▶ WHAT IS BEING ASKED:
Show all lines of the entries in which the word "AlphaMode" is found.

▶ MATERIAL FOR THE TASK:
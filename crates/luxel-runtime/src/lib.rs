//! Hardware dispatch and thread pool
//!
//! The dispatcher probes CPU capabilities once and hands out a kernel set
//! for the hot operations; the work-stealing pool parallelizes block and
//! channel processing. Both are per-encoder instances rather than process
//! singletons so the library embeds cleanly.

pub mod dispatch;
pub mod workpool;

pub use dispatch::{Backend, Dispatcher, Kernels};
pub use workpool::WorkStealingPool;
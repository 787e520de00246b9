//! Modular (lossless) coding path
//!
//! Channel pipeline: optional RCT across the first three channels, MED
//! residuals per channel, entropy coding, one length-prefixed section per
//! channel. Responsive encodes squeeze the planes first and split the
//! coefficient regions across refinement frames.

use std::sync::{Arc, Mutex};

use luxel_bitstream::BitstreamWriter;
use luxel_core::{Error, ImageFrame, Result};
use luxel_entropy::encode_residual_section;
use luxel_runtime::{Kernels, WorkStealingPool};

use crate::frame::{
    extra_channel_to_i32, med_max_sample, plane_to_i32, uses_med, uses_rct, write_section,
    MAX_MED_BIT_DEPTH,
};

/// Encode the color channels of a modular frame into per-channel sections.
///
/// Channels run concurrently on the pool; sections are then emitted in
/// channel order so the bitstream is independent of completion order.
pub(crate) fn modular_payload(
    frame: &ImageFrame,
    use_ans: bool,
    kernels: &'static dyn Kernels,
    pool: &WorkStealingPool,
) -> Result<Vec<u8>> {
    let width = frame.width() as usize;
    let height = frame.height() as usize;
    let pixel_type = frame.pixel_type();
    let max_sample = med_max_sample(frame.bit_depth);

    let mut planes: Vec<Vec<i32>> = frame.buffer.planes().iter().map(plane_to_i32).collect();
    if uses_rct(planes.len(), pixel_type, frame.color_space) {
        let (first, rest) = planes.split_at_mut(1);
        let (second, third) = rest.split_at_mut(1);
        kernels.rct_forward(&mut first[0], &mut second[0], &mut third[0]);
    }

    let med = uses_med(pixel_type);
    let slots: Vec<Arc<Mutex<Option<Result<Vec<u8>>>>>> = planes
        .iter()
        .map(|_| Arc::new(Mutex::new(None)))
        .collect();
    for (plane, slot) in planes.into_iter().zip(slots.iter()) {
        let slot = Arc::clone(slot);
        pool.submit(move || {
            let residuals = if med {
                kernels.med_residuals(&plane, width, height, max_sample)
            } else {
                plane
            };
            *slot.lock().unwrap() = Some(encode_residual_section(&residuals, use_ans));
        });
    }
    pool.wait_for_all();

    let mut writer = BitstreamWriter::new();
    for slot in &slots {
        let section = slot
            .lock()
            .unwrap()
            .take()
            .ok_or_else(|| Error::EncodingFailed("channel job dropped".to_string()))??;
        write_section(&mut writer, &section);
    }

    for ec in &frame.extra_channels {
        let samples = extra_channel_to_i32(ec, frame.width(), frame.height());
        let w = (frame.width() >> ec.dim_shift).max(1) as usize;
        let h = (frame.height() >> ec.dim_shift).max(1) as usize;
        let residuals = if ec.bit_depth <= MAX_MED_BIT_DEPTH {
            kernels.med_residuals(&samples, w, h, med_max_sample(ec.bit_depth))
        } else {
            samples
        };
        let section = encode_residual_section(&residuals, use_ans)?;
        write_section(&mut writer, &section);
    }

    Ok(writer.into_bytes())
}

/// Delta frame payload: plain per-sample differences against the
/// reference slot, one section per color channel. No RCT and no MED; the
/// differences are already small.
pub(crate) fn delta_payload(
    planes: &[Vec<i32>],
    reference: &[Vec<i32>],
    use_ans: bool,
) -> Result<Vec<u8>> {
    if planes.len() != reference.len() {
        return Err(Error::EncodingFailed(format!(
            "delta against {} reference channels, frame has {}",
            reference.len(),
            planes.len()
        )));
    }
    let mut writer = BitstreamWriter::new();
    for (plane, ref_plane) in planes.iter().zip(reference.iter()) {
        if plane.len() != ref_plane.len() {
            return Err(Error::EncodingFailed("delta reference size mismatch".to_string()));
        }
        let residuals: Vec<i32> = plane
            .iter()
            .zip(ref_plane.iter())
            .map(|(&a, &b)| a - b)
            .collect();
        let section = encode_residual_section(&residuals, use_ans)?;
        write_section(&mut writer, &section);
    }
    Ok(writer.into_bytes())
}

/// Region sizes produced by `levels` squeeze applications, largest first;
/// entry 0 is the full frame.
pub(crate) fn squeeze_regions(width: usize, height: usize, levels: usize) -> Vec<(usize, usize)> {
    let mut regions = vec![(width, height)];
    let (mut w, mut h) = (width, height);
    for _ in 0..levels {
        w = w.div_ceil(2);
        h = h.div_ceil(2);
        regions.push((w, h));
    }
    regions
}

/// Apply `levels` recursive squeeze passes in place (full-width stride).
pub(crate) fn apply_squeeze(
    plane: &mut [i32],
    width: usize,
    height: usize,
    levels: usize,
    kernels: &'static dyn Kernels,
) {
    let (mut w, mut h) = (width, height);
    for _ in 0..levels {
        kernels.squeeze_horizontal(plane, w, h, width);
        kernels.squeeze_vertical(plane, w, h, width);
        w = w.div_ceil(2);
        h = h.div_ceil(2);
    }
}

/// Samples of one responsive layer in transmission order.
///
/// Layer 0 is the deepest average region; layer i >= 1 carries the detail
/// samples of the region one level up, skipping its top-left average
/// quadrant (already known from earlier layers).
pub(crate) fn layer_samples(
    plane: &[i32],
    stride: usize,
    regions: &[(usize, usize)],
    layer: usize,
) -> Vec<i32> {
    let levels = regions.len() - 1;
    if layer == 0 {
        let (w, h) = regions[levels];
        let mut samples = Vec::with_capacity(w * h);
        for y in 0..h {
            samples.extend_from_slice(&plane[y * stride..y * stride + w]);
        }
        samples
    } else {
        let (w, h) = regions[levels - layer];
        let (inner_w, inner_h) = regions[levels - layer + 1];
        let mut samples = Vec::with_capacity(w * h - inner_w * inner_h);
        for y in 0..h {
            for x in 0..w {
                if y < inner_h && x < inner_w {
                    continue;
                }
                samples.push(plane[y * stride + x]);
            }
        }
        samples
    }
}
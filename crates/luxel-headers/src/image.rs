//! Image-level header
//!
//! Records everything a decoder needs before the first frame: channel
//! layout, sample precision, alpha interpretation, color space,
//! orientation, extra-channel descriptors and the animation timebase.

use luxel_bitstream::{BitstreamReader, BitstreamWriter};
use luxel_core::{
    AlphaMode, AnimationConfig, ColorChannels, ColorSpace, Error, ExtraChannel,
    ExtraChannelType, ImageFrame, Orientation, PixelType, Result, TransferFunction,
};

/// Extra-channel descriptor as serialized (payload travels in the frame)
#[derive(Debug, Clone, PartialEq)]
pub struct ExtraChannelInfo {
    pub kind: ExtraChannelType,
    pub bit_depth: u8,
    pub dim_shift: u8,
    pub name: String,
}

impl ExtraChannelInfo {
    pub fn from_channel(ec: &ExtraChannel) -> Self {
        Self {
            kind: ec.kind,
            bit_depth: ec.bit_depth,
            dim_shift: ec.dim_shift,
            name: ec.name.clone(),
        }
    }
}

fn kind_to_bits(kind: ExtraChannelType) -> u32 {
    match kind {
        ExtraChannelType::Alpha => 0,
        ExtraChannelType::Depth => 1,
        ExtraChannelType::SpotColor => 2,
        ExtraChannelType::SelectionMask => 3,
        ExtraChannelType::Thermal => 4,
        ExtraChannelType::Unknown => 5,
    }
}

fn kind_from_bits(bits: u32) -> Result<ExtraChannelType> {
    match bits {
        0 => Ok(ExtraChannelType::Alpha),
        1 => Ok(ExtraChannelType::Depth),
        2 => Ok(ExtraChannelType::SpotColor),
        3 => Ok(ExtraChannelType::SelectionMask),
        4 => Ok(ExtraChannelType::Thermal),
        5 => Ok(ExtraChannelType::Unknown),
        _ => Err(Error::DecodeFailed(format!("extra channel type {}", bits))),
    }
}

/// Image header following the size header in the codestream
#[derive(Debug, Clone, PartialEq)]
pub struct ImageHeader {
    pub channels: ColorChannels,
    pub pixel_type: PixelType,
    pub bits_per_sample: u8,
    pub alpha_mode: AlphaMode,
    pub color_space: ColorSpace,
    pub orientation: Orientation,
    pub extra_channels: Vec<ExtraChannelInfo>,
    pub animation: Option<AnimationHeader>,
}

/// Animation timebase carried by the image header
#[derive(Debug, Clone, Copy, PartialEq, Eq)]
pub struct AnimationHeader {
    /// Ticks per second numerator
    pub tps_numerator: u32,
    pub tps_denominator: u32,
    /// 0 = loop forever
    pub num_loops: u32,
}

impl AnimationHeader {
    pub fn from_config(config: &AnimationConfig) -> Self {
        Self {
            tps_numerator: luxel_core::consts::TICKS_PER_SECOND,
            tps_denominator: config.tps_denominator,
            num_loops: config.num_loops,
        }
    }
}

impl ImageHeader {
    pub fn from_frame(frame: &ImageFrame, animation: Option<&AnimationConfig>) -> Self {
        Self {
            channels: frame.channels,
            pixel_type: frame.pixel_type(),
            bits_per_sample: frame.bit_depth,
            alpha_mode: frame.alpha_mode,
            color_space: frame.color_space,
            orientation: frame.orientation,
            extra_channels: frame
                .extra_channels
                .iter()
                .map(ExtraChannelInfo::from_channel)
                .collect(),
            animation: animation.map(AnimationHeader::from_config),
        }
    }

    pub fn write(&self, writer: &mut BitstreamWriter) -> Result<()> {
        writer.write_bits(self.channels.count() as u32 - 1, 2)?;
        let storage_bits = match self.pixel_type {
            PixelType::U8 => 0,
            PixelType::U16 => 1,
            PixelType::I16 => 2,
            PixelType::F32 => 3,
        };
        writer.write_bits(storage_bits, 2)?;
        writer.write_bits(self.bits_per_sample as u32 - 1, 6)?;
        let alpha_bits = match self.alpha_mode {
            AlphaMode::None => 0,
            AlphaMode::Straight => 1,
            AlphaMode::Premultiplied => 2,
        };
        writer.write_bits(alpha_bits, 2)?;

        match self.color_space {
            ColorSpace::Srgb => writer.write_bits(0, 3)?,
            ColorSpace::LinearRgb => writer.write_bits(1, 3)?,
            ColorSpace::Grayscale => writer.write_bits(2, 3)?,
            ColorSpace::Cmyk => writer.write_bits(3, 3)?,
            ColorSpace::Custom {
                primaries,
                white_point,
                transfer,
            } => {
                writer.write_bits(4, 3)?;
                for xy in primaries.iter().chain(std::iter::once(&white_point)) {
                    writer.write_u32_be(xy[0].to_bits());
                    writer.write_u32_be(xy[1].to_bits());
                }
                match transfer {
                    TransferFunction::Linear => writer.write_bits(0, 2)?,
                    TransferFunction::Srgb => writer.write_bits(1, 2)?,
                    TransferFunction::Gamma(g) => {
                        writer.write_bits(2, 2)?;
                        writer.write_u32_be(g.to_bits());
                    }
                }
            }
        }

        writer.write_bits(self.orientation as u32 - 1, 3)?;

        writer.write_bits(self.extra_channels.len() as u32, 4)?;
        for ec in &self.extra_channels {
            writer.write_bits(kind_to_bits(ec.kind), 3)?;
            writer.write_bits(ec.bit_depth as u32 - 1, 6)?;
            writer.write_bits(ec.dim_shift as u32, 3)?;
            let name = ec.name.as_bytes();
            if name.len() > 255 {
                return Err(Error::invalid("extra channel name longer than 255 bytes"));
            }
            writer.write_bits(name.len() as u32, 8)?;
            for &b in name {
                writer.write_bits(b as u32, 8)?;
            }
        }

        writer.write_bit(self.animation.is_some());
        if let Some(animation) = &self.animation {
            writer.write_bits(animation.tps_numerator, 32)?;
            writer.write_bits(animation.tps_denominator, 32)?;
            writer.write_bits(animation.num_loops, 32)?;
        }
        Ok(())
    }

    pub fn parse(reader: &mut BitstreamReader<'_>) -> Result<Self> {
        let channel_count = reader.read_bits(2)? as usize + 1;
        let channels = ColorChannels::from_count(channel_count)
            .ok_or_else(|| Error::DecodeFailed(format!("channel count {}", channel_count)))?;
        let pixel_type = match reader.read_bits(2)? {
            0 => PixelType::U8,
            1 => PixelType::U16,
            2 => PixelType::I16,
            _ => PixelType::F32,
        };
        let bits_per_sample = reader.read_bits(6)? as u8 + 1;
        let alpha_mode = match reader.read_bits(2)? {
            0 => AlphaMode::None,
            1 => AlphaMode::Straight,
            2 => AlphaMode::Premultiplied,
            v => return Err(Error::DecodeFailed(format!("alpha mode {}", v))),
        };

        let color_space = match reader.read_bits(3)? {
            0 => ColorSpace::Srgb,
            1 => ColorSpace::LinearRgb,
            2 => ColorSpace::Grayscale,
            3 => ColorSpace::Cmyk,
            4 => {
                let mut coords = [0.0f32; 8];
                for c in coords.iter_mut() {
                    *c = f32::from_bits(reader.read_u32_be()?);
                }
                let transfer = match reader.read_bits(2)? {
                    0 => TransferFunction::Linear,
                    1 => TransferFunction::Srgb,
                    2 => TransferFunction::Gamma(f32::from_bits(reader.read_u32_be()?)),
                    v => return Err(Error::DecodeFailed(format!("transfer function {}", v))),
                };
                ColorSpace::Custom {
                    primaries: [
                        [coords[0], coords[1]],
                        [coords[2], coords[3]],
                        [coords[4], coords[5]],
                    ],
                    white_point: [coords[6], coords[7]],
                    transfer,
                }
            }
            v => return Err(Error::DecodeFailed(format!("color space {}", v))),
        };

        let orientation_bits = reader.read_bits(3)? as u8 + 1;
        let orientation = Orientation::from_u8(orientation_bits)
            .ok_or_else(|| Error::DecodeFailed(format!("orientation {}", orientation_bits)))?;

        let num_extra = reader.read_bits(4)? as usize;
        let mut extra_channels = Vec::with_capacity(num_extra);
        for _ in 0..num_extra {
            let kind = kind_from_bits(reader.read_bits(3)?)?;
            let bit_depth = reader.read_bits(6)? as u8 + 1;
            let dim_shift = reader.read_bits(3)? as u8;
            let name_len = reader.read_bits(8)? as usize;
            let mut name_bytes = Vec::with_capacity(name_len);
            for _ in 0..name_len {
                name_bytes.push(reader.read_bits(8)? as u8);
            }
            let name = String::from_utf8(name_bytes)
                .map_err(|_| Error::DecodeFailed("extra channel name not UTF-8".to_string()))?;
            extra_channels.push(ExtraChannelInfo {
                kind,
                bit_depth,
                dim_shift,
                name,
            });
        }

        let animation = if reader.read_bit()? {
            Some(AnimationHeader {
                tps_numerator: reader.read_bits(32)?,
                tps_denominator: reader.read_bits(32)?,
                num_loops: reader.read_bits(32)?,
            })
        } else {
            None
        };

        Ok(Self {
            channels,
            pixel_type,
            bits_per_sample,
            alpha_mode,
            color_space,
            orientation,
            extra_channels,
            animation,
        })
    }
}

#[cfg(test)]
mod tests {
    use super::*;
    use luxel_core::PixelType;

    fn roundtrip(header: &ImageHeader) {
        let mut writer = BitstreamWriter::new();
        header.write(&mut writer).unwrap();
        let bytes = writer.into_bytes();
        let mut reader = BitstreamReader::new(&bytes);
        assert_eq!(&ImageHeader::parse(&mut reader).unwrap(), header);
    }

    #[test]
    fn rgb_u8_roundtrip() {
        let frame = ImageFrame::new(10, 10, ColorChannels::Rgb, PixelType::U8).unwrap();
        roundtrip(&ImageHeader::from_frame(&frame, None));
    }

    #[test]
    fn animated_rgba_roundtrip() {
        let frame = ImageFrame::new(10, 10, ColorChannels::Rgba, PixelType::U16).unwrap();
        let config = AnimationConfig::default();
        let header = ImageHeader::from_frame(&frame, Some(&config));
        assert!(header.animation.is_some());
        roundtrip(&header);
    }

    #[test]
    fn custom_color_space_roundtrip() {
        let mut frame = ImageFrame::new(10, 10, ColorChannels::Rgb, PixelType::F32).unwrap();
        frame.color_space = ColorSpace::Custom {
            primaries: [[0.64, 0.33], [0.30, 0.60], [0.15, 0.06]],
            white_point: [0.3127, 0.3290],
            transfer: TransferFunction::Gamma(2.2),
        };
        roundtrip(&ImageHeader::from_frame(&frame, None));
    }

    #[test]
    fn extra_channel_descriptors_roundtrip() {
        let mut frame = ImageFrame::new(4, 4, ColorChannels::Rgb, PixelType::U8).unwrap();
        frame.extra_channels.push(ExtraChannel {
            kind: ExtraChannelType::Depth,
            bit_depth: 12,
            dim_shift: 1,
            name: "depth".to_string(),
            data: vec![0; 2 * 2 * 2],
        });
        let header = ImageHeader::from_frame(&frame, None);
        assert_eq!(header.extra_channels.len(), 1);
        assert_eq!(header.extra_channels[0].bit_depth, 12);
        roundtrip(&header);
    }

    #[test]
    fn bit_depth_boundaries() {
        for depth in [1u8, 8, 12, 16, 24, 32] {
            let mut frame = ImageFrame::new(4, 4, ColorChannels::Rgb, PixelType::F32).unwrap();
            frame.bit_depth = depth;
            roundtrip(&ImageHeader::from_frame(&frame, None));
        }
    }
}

▶ RESULT:
    AlphaMode, AnimationConfig, ColorChannels, ColorSpace, Error, ExtraChannel,
    pub alpha_mode: AlphaMode,
            AlphaMode::None => 0,
            AlphaMode::Straight => 1,
            AlphaMode::Premultiplied => 2,
            0 => AlphaMode::None,
            1 => AlphaMode::Straight,
            2 => AlphaMode::Premultiplied,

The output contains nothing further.